Dataset records:
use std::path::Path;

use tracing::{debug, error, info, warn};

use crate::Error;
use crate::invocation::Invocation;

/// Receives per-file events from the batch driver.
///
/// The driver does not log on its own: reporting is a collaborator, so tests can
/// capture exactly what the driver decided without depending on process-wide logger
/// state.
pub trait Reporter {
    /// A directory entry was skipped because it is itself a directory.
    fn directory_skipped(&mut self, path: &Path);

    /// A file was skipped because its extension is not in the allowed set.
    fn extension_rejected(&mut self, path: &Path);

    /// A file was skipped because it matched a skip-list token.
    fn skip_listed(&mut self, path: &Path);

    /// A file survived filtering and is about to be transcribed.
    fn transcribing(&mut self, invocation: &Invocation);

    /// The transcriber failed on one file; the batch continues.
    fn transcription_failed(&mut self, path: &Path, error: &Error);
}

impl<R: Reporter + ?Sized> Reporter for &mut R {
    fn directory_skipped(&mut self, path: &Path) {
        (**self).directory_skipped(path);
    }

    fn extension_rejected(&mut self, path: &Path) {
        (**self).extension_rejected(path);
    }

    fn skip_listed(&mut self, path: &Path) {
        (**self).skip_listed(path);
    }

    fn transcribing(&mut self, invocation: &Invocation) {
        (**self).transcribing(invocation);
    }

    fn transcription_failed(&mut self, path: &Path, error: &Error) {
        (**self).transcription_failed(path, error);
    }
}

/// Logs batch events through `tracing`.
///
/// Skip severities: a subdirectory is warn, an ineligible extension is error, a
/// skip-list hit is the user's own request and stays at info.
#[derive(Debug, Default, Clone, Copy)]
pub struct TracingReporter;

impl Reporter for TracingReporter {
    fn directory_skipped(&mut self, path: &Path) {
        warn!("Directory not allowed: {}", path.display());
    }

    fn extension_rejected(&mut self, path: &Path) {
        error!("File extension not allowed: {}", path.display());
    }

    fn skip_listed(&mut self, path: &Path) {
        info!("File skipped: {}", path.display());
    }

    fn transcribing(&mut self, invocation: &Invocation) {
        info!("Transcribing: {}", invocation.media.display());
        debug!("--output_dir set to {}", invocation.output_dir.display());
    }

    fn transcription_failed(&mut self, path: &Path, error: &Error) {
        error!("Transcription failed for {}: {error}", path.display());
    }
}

==

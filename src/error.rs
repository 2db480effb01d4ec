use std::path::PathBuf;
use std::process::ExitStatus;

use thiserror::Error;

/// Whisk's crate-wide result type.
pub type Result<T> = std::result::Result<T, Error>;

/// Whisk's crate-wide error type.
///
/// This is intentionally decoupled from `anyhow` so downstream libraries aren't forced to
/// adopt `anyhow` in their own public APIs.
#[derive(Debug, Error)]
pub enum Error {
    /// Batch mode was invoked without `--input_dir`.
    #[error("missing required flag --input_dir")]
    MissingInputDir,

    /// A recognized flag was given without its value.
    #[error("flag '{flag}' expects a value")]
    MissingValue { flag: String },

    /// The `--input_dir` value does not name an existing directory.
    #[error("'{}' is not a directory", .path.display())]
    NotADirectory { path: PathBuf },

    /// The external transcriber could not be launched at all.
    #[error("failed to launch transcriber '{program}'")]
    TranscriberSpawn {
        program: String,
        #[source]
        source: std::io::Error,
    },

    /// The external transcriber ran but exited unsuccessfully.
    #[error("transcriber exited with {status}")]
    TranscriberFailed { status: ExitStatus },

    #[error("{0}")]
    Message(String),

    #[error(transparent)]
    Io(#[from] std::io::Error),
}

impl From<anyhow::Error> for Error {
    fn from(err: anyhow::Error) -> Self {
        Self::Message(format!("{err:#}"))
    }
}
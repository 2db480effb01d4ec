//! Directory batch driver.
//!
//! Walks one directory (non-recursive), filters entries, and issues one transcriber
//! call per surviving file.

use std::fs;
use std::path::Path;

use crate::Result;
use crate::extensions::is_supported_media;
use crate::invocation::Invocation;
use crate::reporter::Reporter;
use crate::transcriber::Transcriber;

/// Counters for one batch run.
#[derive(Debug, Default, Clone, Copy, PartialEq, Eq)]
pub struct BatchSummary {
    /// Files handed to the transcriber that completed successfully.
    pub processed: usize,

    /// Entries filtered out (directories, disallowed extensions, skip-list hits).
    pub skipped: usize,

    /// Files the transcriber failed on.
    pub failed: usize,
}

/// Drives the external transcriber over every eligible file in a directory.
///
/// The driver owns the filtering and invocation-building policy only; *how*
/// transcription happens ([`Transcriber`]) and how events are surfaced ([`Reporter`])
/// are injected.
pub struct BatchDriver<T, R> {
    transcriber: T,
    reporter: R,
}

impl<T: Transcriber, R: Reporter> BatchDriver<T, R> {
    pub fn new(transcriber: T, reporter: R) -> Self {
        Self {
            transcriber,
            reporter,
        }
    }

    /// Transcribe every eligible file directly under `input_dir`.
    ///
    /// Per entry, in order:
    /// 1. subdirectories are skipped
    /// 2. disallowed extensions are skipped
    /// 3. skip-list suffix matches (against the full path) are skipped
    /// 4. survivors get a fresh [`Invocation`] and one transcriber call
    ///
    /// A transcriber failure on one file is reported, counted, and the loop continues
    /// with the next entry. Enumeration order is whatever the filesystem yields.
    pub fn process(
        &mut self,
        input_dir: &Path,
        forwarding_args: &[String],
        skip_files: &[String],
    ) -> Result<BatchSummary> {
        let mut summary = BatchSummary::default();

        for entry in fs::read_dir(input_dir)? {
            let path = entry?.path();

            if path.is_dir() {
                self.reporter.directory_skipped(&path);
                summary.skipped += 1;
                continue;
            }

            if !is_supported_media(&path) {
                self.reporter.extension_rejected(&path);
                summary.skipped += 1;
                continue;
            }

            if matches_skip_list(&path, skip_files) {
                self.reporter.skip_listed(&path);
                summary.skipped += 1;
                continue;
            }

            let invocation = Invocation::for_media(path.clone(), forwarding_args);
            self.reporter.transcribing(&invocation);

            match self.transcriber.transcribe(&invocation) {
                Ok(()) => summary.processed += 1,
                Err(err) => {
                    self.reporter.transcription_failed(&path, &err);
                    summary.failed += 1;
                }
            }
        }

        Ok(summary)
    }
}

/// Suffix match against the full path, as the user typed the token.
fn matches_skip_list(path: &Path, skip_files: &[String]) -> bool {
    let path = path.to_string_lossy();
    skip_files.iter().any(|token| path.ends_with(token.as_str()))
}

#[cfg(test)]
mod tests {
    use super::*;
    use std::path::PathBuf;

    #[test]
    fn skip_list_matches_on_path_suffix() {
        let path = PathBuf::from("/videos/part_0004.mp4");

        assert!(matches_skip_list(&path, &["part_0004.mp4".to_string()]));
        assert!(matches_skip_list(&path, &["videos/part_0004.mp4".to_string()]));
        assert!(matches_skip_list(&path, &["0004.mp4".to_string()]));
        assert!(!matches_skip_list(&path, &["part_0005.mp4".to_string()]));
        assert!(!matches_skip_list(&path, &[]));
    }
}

* * *

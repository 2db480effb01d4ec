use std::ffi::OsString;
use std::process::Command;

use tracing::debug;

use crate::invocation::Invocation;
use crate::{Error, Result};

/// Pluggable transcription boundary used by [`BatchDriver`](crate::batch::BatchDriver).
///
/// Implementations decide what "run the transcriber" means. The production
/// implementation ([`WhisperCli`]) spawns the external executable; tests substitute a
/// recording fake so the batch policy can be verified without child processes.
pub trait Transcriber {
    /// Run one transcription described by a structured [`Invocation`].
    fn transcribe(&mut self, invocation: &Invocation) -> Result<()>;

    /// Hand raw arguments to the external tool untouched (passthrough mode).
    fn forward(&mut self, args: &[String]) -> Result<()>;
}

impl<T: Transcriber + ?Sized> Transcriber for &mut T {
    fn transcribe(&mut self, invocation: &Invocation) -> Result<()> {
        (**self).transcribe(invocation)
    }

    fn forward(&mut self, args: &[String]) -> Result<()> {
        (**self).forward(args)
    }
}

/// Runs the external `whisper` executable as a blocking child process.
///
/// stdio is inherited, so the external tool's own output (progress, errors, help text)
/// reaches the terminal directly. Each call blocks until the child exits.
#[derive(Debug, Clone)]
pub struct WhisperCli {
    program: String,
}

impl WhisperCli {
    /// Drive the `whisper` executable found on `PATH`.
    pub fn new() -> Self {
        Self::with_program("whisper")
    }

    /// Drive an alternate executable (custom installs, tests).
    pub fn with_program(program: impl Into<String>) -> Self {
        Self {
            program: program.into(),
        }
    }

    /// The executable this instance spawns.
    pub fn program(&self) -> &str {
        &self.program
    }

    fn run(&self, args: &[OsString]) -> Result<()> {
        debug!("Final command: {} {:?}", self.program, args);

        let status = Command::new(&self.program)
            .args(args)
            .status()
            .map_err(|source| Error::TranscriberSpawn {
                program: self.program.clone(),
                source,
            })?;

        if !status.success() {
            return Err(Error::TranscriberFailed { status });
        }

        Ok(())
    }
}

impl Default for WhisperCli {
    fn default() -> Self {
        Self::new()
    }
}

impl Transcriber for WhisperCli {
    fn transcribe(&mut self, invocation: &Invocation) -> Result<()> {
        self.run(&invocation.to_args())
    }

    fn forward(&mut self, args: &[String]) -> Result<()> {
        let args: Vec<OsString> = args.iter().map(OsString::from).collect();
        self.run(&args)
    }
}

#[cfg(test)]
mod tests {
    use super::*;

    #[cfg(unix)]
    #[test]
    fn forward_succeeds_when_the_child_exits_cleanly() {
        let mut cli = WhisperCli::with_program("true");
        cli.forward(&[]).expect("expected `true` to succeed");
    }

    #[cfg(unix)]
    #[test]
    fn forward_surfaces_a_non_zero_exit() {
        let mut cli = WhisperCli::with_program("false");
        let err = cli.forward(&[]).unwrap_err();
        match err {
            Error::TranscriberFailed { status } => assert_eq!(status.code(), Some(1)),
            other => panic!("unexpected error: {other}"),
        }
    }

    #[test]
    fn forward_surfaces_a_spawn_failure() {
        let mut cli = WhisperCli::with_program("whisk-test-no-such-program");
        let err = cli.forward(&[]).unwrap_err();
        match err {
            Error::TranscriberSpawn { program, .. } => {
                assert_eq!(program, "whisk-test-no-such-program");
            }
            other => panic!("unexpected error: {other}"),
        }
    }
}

*PROBLEM*. Out of the records above, pull the lines that include the word "because".

*REPLY TO THE EXERCISE*.
    /// A directory entry was skipped because it is itself a directory.
    /// A file was skipped because its extension is not in the allowed set.
    /// A file was skipped because it matched a skip-list token.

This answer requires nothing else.